::: Record set :::

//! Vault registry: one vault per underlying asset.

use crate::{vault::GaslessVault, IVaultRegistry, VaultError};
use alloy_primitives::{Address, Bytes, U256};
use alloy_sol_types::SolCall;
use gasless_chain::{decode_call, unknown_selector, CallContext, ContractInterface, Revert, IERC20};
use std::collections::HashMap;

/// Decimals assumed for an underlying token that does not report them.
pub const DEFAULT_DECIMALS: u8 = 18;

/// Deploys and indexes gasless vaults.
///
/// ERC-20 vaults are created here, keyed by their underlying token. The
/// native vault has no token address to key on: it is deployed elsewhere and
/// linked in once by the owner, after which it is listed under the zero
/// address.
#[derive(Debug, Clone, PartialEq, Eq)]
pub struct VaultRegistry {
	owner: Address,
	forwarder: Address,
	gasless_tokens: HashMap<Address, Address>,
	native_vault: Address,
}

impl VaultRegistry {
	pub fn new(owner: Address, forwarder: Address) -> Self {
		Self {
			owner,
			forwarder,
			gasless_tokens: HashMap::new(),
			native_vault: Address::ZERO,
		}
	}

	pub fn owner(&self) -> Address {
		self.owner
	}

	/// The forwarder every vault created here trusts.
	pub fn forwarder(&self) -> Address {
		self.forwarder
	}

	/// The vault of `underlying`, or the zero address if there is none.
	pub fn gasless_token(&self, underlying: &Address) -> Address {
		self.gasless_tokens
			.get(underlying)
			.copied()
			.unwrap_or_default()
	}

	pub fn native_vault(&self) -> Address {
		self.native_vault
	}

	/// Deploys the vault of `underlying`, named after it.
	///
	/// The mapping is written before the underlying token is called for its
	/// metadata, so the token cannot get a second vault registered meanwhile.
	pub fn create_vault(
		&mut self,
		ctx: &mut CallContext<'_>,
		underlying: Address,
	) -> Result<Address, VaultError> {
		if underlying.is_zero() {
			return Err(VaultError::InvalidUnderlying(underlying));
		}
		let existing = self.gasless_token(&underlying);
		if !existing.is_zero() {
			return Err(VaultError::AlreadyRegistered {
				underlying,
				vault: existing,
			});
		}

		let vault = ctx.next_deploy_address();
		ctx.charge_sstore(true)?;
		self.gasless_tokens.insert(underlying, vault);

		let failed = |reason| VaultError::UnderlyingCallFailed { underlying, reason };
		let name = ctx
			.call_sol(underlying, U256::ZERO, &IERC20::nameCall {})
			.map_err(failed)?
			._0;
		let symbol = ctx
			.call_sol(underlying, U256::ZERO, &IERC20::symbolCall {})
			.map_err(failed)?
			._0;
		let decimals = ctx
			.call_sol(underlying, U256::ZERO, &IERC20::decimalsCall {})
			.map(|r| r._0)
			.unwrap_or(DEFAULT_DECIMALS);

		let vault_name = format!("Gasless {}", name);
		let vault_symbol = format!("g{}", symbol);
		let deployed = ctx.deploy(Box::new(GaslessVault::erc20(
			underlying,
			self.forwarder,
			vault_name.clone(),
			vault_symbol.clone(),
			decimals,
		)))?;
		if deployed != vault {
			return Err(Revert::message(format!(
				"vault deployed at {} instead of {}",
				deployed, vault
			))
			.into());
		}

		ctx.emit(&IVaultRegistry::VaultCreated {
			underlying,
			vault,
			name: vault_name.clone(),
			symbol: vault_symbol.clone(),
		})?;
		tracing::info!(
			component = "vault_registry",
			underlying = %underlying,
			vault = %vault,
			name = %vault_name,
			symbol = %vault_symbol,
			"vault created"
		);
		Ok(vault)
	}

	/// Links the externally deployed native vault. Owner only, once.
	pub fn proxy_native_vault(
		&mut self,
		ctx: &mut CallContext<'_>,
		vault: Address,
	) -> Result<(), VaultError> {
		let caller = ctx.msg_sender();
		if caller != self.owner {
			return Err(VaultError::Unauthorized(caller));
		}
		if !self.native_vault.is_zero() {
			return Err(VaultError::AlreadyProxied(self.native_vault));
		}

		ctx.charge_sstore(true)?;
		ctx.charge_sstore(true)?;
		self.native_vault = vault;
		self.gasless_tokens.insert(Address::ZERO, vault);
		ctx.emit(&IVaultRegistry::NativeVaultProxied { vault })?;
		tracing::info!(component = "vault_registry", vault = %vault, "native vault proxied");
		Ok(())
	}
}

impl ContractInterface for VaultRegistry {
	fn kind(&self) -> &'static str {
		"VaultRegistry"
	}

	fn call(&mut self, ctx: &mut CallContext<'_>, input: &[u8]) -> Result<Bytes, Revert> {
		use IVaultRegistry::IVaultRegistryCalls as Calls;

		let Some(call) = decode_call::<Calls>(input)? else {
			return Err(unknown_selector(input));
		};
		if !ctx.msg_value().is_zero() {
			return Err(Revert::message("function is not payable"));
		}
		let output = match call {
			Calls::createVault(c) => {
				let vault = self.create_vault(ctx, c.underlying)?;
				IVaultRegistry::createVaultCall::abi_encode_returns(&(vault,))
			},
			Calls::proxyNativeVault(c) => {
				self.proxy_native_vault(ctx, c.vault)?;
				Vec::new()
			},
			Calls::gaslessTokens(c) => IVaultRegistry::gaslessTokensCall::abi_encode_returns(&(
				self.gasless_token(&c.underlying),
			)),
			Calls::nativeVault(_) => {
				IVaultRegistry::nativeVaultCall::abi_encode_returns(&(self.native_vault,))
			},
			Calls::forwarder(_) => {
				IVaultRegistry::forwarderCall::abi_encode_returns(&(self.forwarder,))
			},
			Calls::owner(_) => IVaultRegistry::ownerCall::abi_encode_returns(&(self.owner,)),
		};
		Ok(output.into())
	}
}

:::

* The problem:
Look through the material above and work out how many of its lines contain "vaults". State the number only.

* Exercise answer:
2